• **Source information**

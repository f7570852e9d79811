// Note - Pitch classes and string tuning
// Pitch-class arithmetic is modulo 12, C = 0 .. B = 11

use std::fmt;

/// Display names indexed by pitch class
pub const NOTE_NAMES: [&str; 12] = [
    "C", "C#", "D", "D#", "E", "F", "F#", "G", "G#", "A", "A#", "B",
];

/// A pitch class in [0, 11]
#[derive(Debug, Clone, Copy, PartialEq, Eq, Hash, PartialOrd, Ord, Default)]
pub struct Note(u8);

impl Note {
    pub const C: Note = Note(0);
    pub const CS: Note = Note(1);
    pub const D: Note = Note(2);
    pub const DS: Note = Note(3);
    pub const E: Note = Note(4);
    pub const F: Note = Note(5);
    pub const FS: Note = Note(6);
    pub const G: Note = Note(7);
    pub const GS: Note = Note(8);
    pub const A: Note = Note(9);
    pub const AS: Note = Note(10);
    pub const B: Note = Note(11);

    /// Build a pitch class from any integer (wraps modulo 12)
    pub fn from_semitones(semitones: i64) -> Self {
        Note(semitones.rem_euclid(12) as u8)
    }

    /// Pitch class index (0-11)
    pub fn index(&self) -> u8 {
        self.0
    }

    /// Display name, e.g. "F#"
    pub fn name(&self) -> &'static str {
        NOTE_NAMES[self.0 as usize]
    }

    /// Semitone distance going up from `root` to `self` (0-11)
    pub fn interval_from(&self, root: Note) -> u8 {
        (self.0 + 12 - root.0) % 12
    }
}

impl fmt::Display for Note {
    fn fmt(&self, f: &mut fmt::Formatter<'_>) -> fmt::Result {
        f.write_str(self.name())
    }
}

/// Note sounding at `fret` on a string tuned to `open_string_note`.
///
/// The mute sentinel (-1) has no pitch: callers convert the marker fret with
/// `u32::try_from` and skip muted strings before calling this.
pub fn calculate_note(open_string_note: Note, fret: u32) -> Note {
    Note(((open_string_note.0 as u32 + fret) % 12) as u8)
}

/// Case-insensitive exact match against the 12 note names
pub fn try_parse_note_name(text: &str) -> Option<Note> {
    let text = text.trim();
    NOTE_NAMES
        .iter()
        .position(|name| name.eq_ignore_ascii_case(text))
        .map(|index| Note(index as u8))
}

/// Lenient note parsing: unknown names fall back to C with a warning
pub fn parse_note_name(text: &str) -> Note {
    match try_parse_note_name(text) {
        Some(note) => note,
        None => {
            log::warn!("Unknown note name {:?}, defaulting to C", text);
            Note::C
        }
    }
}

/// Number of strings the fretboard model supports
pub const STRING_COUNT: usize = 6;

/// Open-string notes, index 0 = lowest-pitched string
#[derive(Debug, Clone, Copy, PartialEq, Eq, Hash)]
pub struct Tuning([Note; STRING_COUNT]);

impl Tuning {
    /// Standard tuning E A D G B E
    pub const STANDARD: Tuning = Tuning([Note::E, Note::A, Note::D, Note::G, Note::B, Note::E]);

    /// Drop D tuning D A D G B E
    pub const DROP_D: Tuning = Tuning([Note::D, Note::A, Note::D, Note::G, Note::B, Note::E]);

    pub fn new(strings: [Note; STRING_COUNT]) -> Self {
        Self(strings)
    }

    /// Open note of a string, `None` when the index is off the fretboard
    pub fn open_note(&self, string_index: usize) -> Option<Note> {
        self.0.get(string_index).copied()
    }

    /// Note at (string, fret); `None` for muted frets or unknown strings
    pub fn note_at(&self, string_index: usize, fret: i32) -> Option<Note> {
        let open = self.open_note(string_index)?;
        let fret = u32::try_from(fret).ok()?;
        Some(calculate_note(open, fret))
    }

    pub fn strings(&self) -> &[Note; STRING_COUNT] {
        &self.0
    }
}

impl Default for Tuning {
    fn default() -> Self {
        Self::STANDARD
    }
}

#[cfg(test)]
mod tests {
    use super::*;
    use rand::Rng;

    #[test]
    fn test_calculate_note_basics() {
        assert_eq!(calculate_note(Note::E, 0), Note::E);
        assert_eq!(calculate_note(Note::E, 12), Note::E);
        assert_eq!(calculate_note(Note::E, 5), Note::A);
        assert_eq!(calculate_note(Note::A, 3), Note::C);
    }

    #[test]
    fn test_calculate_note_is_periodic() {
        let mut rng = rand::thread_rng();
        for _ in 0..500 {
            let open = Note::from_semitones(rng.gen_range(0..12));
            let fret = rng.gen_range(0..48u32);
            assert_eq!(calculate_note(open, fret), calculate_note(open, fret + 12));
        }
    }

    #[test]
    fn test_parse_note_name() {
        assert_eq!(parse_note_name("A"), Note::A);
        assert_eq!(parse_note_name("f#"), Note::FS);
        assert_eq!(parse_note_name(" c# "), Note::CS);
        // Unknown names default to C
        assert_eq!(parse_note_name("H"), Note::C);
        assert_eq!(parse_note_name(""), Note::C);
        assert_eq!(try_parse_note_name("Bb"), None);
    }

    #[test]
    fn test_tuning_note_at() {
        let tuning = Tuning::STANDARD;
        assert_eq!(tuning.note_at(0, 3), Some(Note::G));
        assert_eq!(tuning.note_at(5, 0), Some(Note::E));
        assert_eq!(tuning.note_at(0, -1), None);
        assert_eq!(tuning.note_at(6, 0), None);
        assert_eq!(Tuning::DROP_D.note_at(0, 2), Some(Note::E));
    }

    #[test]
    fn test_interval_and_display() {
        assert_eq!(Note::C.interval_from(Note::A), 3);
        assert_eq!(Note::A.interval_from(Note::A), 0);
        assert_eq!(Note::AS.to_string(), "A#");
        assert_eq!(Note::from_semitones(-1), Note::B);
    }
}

...

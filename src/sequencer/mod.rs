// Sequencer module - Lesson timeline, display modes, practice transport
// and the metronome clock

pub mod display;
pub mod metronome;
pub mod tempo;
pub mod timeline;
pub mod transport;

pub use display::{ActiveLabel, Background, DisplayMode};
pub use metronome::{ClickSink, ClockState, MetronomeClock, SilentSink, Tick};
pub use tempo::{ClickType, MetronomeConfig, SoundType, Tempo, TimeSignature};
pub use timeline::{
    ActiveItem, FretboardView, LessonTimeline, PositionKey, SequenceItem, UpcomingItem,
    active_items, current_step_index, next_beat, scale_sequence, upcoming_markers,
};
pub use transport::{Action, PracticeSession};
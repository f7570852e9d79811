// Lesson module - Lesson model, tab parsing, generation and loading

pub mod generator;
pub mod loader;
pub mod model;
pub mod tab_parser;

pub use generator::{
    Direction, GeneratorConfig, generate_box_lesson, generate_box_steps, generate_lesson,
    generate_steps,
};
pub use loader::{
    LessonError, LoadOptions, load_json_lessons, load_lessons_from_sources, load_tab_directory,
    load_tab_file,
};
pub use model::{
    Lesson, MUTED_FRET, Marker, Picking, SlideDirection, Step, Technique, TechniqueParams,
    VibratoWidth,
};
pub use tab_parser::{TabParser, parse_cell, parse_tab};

• **Exercise**
Go through the entries above and report every line in which the word "Copy" appears.

• **Your response**
#[derive(Debug, Clone, Copy, PartialEq, Eq, Hash, PartialOrd, Ord, Default)]
#[derive(Debug, Clone, Copy, PartialEq, Eq, Hash)]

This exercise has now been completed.